TASK DIRECTIONS:
Across the following data, how many lines include the string "const"? Reply with the number and nothing more.

DATA SECTION:
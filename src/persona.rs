//! System persona derived from a read-only profile document.
//!
//! The profile is a JSON object describing the person the assistant speaks
//! as. A few fields are recognized (Hungarian key names are accepted as
//! aliases); the whole document is embedded in the prompt as the fact sheet.

use serde_json::Value;
use std::path::Path;

use crate::config::{ConfigError, PersonaConfig};

const NAME_KEYS: &[&str] = &["name", "nev"];
const STYLE_KEYS: &[&str] = &["style", "szemelyiseg"];
const LANGUAGE_KEYS: &[&str] = &["language", "nyelv"];
const SALARY_KEYS: &[&str] = &["salary_expectation", "fizetesi_igeny"];
const CONCRETE_KEYS: &[&str] = &["concrete", "konkret"];

/// A parsed profile document.
///
/// Recognized fields are read leniently: a field of an unexpected shape is
/// treated as absent and still shows up in the embedded fact sheet.
#[derive(Debug, Clone)]
pub struct Profile {
    document: Value,
}

/// First of `keys` present in `object`.
fn lookup<'a>(object: &'a Value, keys: &[&str]) -> Option<&'a Value> {
    keys.iter().find_map(|key| object.get(*key))
}

/// Scalars as display text; strings verbatim, blank and structured values dropped.
fn scalar_text(value: &Value) -> Option<String> {
    match value {
        Value::String(s) if !s.trim().is_empty() => Some(s.clone()),
        Value::Number(n) => Some(n.to_string()),
        Value::Bool(b) => Some(b.to_string()),
        _ => None,
    }
}

impl Profile {
    /// Parse a profile from JSON text. `origin` names the source in errors.
    pub fn from_json(text: &str, origin: &str) -> Result<Self, ConfigError> {
        let document: Value =
            serde_json::from_str(text).map_err(|source| ConfigError::Profile {
                path: origin.to_string(),
                source,
            })?;
        if !document.is_object() {
            return Err(ConfigError::Validation(format!(
                "profile '{}' must be a JSON object",
                origin
            )));
        }
        Ok(Self { document })
    }

    /// Read and parse a profile file.
    pub fn load(path: &Path) -> Result<Self, ConfigError> {
        let text = std::fs::read_to_string(path).map_err(|e| ConfigError::Io {
            path: path.display().to_string(),
            source: e,
        })?;
        Self::from_json(&text, &path.display().to_string())
    }

    pub fn name(&self) -> Option<&str> {
        lookup(&self.document, NAME_KEYS)
            .and_then(Value::as_str)
            .filter(|name| !name.trim().is_empty())
    }

    fn text(&self, keys: &[&str]) -> Option<String> {
        lookup(&self.document, keys).and_then(scalar_text)
    }

    /// The concrete salary figure, from `{"konkret": ...}` or a bare scalar.
    fn concrete_salary(&self) -> Option<String> {
        let salary = lookup(&self.document, SALARY_KEYS)?;
        match salary {
            Value::Object(_) => lookup(salary, CONCRETE_KEYS).and_then(scalar_text),
            other => scalar_text(other),
        }
    }

    /// Render the system prompt seeding new conversations.
    pub fn system_prompt(&self) -> String {
        let name = self.name().unwrap_or("the person described below");
        let style = self
            .text(STYLE_KEYS)
            .unwrap_or_else(|| "natural and friendly".to_string());
        let language = self.text(LANGUAGE_KEYS).unwrap_or_else(|| "hu".to_string());
        let facts = serde_json::to_string_pretty(&self.document).unwrap_or_default();

        let mut prompt = format!(
            "You are {name}. Communication style: {style}.\n\
             Language: {language}.\n\n\
             Facts about you (use them when answering, do not invent new facts):\n\
             {facts}\n\n\
             When answering:\n\
             - Be concise and natural, with a human tone.\n\
             - If asked again about the same topic (for example the salary expectation), \
             stay consistent with the data above."
        );

        if let Some(figure) = self.concrete_salary() {
            prompt.push_str(&format!(
                "\n- If asked for a concrete figure, use the concrete salary expectation: {}.",
                figure
            ));
        }

        prompt.push_str(
            "\n- If something cannot be determined from the data above, ask back or say the information is not available.",
        );
        prompt
    }
}

/// Resolve the system prompt configured for new conversations, if any.
pub fn seed_prompt(config: &PersonaConfig) -> Result<Option<String>, ConfigError> {
    if let Some(path) = &config.profile {
        let profile = Profile::load(path)?;
        tracing::info!(
            profile = %path.display(),
            name = profile.name().unwrap_or("<unnamed>"),
            "Loaded persona profile"
        );
        return Ok(Some(profile.system_prompt()));
    }
    Ok(config.system_prompt.clone())
}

ANSWER BELOW:
5